In a joint statement, the leaders of the U.S. and Philippines leaders also said they would work together as allies on such efforts as promoting “inclusive and broad-based prosperity,” investing in “the clean energy transition,” fighting climate change, upholding international peace and stability, and ensuring respect for human rights and the rule of law.

The leaders’ joint statement did not mention that Marcos was visiting the U.S. under diplomatic immunity, despite a 2012 U.S. contempt order against him over his father’s estate, which was to be used to pay damages to human rights victims of martial law under the senior Marcos’ rule.
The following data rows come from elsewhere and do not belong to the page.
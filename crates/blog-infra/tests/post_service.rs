//! Post lifecycle against the in-memory backends.

use std::sync::Arc;

use async_trait::async_trait;

use blog_core::domain::{Comment, CommentStatus, PageRequest, Post, PostStatus, User};
use blog_core::error::RepoError;
use blog_core::ports::{BaseRepository, CommentStore, PostRepository, TagFrequencyIndex};
use blog_core::{DomainError, PostService};
use blog_infra::{
    BlogConfig, BlogContext, InMemoryCommentStore, InMemoryPostRepository, InMemoryTagIndex,
    InMemoryUserRepository, ManualClock,
};

const START: i64 = 1_700_000_000;
const AUTHOR: i32 = 7;

struct Harness {
    service: PostService,
    posts: Arc<InMemoryPostRepository>,
    comments: Arc<InMemoryCommentStore>,
    tags: Arc<InMemoryTagIndex>,
    clock: Arc<ManualClock>,
}

fn harness() -> Harness {
    let posts = Arc::new(InMemoryPostRepository::new());
    let comments = Arc::new(InMemoryCommentStore::new());
    let tags = Arc::new(InMemoryTagIndex::new());
    let users = Arc::new(InMemoryUserRepository::with_users([User {
        id: AUTHOR,
        username: "demo".to_string(),
        email: "demo@example.com".to_string(),
    }]));
    let clock = Arc::new(ManualClock::at(START));

    let service = PostService::new(
        posts.clone(),
        comments.clone(),
        tags.clone(),
        users,
        clock.clone(),
    );

    Harness {
        service,
        posts,
        comments,
        tags,
        clock,
    }
}

fn draft(tags: &str) -> Post {
    Post::new(
        "Hello".to_string(),
        "First post".to_string(),
        tags.to_string(),
        PostStatus::Published,
    )
}

fn comment(text: &str) -> Comment {
    Comment::new(
        "reader".to_string(),
        "reader@example.com".to_string(),
        text.to_string(),
    )
}

async fn frequency(index: &InMemoryTagIndex, tag: &str) -> Option<i32> {
    index.frequency(tag).await.unwrap()
}

#[tokio::test]
async fn test_new_post_is_stamped() {
    let h = harness();
    let mut post = draft("rust");

    h.service.save(&mut post, AUTHOR).await.unwrap();

    assert_eq!(post.id, Some(1));
    assert_eq!(post.create_time, Some(START));
    assert_eq!(post.update_time, Some(START));
    assert_eq!(post.author_id, Some(AUTHOR));
    assert_eq!(post.old_tags(), "rust");
}

#[tokio::test]
async fn test_update_keeps_create_time_and_author() {
    let h = harness();
    let mut post = draft("rust");
    h.service.save(&mut post, AUTHOR).await.unwrap();

    h.clock.advance(90);
    post.title = "Hello again".to_string();
    h.service.save(&mut post, 99).await.unwrap();

    assert_eq!(post.create_time, Some(START));
    assert_eq!(post.update_time, Some(START + 90));
    assert_eq!(post.author_id, Some(AUTHOR));

    let stored = h.service.load(1).await.unwrap().unwrap();
    assert_eq!(stored.title, "Hello again");
    assert_eq!(stored.update_time, Some(START + 90));
}

#[tokio::test]
async fn test_update_ignores_author_and_create_time_set_by_caller() {
    let h = harness();
    let mut post = draft("rust");
    h.service.save(&mut post, AUTHOR).await.unwrap();

    h.clock.advance(30);
    let mut loaded = h.service.load(1).await.unwrap().unwrap();
    loaded.author_id = Some(99);
    loaded.create_time = Some(START + 5_000);
    h.service.save(&mut loaded, 99).await.unwrap();

    assert_eq!(loaded.author_id, Some(AUTHOR));
    assert_eq!(loaded.create_time, Some(START));
    assert_eq!(loaded.update_time, Some(START + 30));

    let stored = h.posts.find_by_id(1).await.unwrap().unwrap();
    assert_eq!(stored.author_id, Some(AUTHOR));
    assert_eq!(stored.create_time, Some(START));
    assert!(stored.create_time <= stored.update_time);
}

#[tokio::test]
async fn test_update_of_deleted_post_is_not_found() {
    let h = harness();
    let mut post = draft("rust");
    h.service.save(&mut post, AUTHOR).await.unwrap();
    h.posts.delete(1).await.unwrap();

    let err = h.service.save(&mut post, AUTHOR).await.unwrap_err();

    assert!(matches!(err, DomainError::Repository(RepoError::NotFound)));
    assert!(h.posts.is_empty().await);
    assert_eq!(frequency(&h.tags, "rust").await, Some(1));
}

#[tokio::test]
async fn test_invalid_status_is_not_written() {
    let h = harness();
    let mut post = draft("rust");
    post.status = Some(4);

    let err = h.service.save(&mut post, AUTHOR).await.unwrap_err();

    match err {
        DomainError::Validation(errors) => {
            assert_eq!(
                errors.for_field("status").collect::<Vec<_>>(),
                vec!["Status is not in the list."]
            );
        }
        other => panic!("expected validation error, got {other:?}"),
    }
    assert!(h.posts.is_empty().await);
    assert_eq!(frequency(&h.tags, "rust").await, None);
    assert!(post.is_new_record());
    assert!(post.create_time.is_none());
}

#[tokio::test]
async fn test_save_normalizes_tags_and_indexes_them() {
    let h = harness();
    let mut post = draft("a, b ,a,c");

    h.service.save(&mut post, AUTHOR).await.unwrap();

    assert_eq!(post.tag_list(), vec!["a", "b", "c"]);
    for tag in ["a", "b", "c"] {
        assert_eq!(frequency(&h.tags, tag).await, Some(1));
    }
}

#[tokio::test]
async fn test_tag_change_applies_only_the_delta() {
    let h = harness();
    // Another post already uses "a" and "b".
    h.tags.update_frequency("", "a, b").await.unwrap();

    let mut post = draft("a,b");
    h.service.save(&mut post, AUTHOR).await.unwrap();
    assert_eq!(frequency(&h.tags, "a").await, Some(2));
    assert_eq!(frequency(&h.tags, "b").await, Some(2));

    let mut loaded = h.service.load(post.id.unwrap()).await.unwrap().unwrap();
    assert_eq!(loaded.old_tags(), "a, b");
    loaded.tags = "b,c".to_string();
    h.service.save(&mut loaded, AUTHOR).await.unwrap();

    assert_eq!(frequency(&h.tags, "a").await, Some(1));
    assert_eq!(frequency(&h.tags, "b").await, Some(2));
    assert_eq!(frequency(&h.tags, "c").await, Some(1));
}

#[tokio::test]
async fn test_saving_twice_does_not_double_count() {
    let h = harness();
    let mut post = draft("rust");

    h.service.save(&mut post, AUTHOR).await.unwrap();
    h.service.save(&mut post, AUTHOR).await.unwrap();

    assert_eq!(frequency(&h.tags, "rust").await, Some(1));
}

#[tokio::test]
async fn test_delete_removes_comments_and_tag_counts() {
    let h = harness();
    h.tags.update_frequency("", "x").await.unwrap();

    let mut post = draft("x,y");
    h.service.save(&mut post, AUTHOR).await.unwrap();
    h.service.add_comment(&post, comment("one"), false).await.unwrap();
    h.service.add_comment(&post, comment("two"), true).await.unwrap();
    let post_id = post.id.unwrap();
    assert_eq!(h.comments.all_for_post(post_id).await.len(), 2);

    h.service.delete(&post).await.unwrap();

    assert!(h.service.load(post_id).await.unwrap().is_none());
    assert!(h.comments.all_for_post(post_id).await.is_empty());
    assert_eq!(frequency(&h.tags, "x").await, Some(1));
    assert_eq!(frequency(&h.tags, "y").await, None);
}

#[tokio::test]
async fn test_delete_new_post_is_refused() {
    let h = harness();
    let err = h.service.delete(&draft("x")).await.unwrap_err();
    assert!(matches!(err, DomainError::NewRecord("post")));
}

#[tokio::test]
async fn test_add_comment_respects_approval_flag() {
    let h = harness();
    let mut post = draft("");
    h.service.save(&mut post, AUTHOR).await.unwrap();

    let pending = h.service.add_comment(&post, comment("hold"), true).await.unwrap();
    let approved = h.service.add_comment(&post, comment("go"), false).await.unwrap();

    assert_eq!(pending.status, CommentStatus::Pending);
    assert_eq!(approved.status, CommentStatus::Approved);
    assert_eq!(pending.post_id, post.id);
    assert_eq!(approved.post_id, post.id);
    assert_eq!(approved.create_time, Some(START));
}

#[tokio::test]
async fn test_comments_relation_only_shows_approved_newest_first() {
    let h = harness();
    let mut post = draft("");
    h.service.save(&mut post, AUTHOR).await.unwrap();

    h.service.add_comment(&post, comment("old"), false).await.unwrap();
    h.clock.advance(10);
    h.service.add_comment(&post, comment("hidden"), true).await.unwrap();
    h.clock.advance(10);
    h.service.add_comment(&post, comment("new"), false).await.unwrap();

    let comments = h.service.find_approved_comments(&post).await.unwrap();
    let texts: Vec<&str> = comments.iter().map(|c| c.content.as_str()).collect();

    assert_eq!(texts, vec!["new", "old"]);
    assert!(comments.iter().all(Comment::is_approved));
    assert_eq!(h.service.count_approved_comments(&post).await.unwrap(), 2);
}

#[tokio::test]
async fn test_relations_of_new_post_are_empty() {
    let h = harness();
    let post = draft("");

    assert!(h.service.find_author(&post).await.unwrap().is_none());
    assert!(h.service.find_approved_comments(&post).await.unwrap().is_empty());
    assert_eq!(h.service.count_approved_comments(&post).await.unwrap(), 0);
    assert!(h.service.add_comment(&post, comment("x"), false).await.is_err());
}

#[tokio::test]
async fn test_find_author() {
    let h = harness();
    let mut post = draft("");
    h.service.save(&mut post, AUTHOR).await.unwrap();

    let author = h.service.find_author(&post).await.unwrap().unwrap();
    assert_eq!(author.username, "demo");
}

#[tokio::test]
async fn test_search_by_partial_title_and_exact_status() {
    let h = harness();
    for (title, status) in [
        ("Rust ownership", PostStatus::Published),
        ("Rust drafts", PostStatus::Draft),
        ("Go channels", PostStatus::Published),
    ] {
        let mut post = Post::new(title.to_string(), "body".to_string(), String::new(), status);
        h.service.save(&mut post, AUTHOR).await.unwrap();
    }

    let mut filter = Post::default();
    filter.title = "Rust".to_string();
    filter.status = Some(PostStatus::Published.as_i16());

    let page = h.service.search(&filter, PageRequest::default()).await.unwrap();
    assert_eq!(page.total, 1);
    assert_eq!(page.items[0].title, "Rust ownership");
    assert_eq!(page.items[0].old_tags(), "");
}

#[tokio::test]
async fn test_search_rejects_out_of_range_status() {
    let h = harness();
    let mut filter = Post::default();
    filter.status = Some(12);

    let err = h.service.search(&filter, PageRequest::default()).await.unwrap_err();
    assert!(matches!(err, DomainError::Validation(_)));
}

/// Post repository whose writes always fail.
struct BrokenPosts;

#[async_trait]
impl BaseRepository<Post, i32> for BrokenPosts {
    async fn find_by_id(&self, _id: i32) -> Result<Option<Post>, RepoError> {
        Ok(None)
    }

    async fn save(&self, _post: Post) -> Result<Post, RepoError> {
        Err(RepoError::Connection("database is down".to_string()))
    }

    async fn delete(&self, _id: i32) -> Result<(), RepoError> {
        Err(RepoError::Connection("database is down".to_string()))
    }
}

#[async_trait]
impl PostRepository for BrokenPosts {
    async fn search(
        &self,
        _criteria: &blog_core::domain::PostCriteria,
        _page: PageRequest,
    ) -> Result<blog_core::domain::Page<Post>, RepoError> {
        Err(RepoError::Connection("database is down".to_string()))
    }
}

#[tokio::test]
async fn test_failed_write_leaves_record_and_index_untouched() {
    let tags = Arc::new(InMemoryTagIndex::new());
    let comments = Arc::new(InMemoryCommentStore::new());
    let service = PostService::new(
        Arc::new(BrokenPosts),
        comments.clone(),
        tags.clone(),
        Arc::new(InMemoryUserRepository::new()),
        Arc::new(ManualClock::at(START)),
    );

    let mut post = draft("rust");
    let err = service.save(&mut post, AUTHOR).await.unwrap_err();

    assert!(matches!(err, DomainError::Repository(RepoError::Connection(_))));
    assert!(post.is_new_record());
    assert!(post.create_time.is_none());
    assert!(post.author_id.is_none());
    assert_eq!(tags.frequency("rust").await.unwrap(), None);

    let mut saved = draft("rust");
    saved.id = Some(3);
    let mut kept = comment("kept");
    kept.post_id = Some(3);
    comments.save(kept).await.unwrap();

    assert!(service.delete(&saved).await.is_err());
    assert_eq!(comments.all_for_post(3).await.len(), 1);
}

#[tokio::test]
async fn test_in_memory_context_wires_a_working_service() {
    let ctx = BlogContext::in_memory(BlogConfig::default());
    let mut post = draft("rust, web");

    ctx.posts.save(&mut post, AUTHOR).await.unwrap();
    let stored = ctx.posts.load(post.id.unwrap()).await.unwrap().unwrap();

    assert_eq!(stored.tags, "rust, web");
    assert_eq!(ctx.tags.popular(10).await.unwrap().len(), 2);
    assert!(ctx.config.comment_need_approval);
    assert!(
        stored
            .url()
            .unwrap()
            .to_url(&ctx.config.site_base_url)
            .starts_with("/post/view?id=1")
    );
}

/// Tag index that rejects every update.
struct BrokenTags;

#[async_trait]
impl TagFrequencyIndex for BrokenTags {
    async fn update_frequency(&self, _old: &str, _new: &str) -> Result<(), RepoError> {
        Err(RepoError::Query("tag table is locked".to_string()))
    }

    async fn frequency(&self, _name: &str) -> Result<Option<i32>, RepoError> {
        Ok(None)
    }

    async fn popular(&self, _limit: u64) -> Result<Vec<blog_core::domain::Tag>, RepoError> {
        Ok(Vec::new())
    }
}

fn service_with_broken_tags(
    posts: Arc<InMemoryPostRepository>,
    clock: Arc<ManualClock>,
) -> PostService {
    PostService::new(
        posts,
        Arc::new(InMemoryCommentStore::new()),
        Arc::new(BrokenTags),
        Arc::new(InMemoryUserRepository::new()),
        clock,
    )
}

#[tokio::test]
async fn test_failed_tag_update_undoes_insert() {
    let posts = Arc::new(InMemoryPostRepository::new());
    let service = service_with_broken_tags(posts.clone(), Arc::new(ManualClock::at(START)));

    let mut post = draft("rust");
    let err = service.save(&mut post, AUTHOR).await.unwrap_err();

    assert!(matches!(err, DomainError::Repository(RepoError::Query(_))));
    assert!(posts.is_empty().await);
    assert!(post.is_new_record());
    assert!(post.create_time.is_none());
}

#[tokio::test]
async fn test_failed_tag_update_restores_previous_row() {
    let h = harness();
    let mut post = draft("rust");
    h.service.save(&mut post, AUTHOR).await.unwrap();

    h.clock.advance(60);
    let service = service_with_broken_tags(h.posts.clone(), h.clock.clone());
    let mut edited = post.clone();
    edited.title = "Rewritten".to_string();
    edited.tags = "go".to_string();

    assert!(service.save(&mut edited, AUTHOR).await.is_err());

    let stored = h.posts.find_by_id(1).await.unwrap().unwrap();
    assert_eq!(stored.title, "Hello");
    assert_eq!(stored.tags, "rust");
    assert_eq!(stored.update_time, Some(START));
    assert_eq!(edited.update_time, Some(START));
    assert_eq!(edited.old_tags(), "rust");
    assert_eq!(h.posts.len().await, 1);
}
Prior to Marcos’ visit, a group, identifying its makeup as “concerned Filipinos and US Citizens,” released late last month an open letter to the White House that raised issues over what they described as “inconvenient realities stashed in Mr. Marcos’ political baggage,” such as his moves to silence critics and his approach to human rights.

“His official visit to the United States is as good a time as any to remind the U.S. public that his rise to the presidency is the fruit of at least three decades of his family’s efforts to recast his father’s dictatorship as ‘a golden age’ for Filipinos,” the group said, raising his father’s record of imprisoning political opponents and torturing dissidents.

“We understand that in advancing the United States’ diplomatic agenda President Biden must deal with his official counterpart in the Philippines as a matter of course,” read the letter, signed by leaders of seven organizations. “Nonetheless, we hope that America’s ‘ironclad commitment to the defense of the Philippines’ will not devolve into an uncritical engagement with the Marcos administration.”

Nike Ching contributed to this report.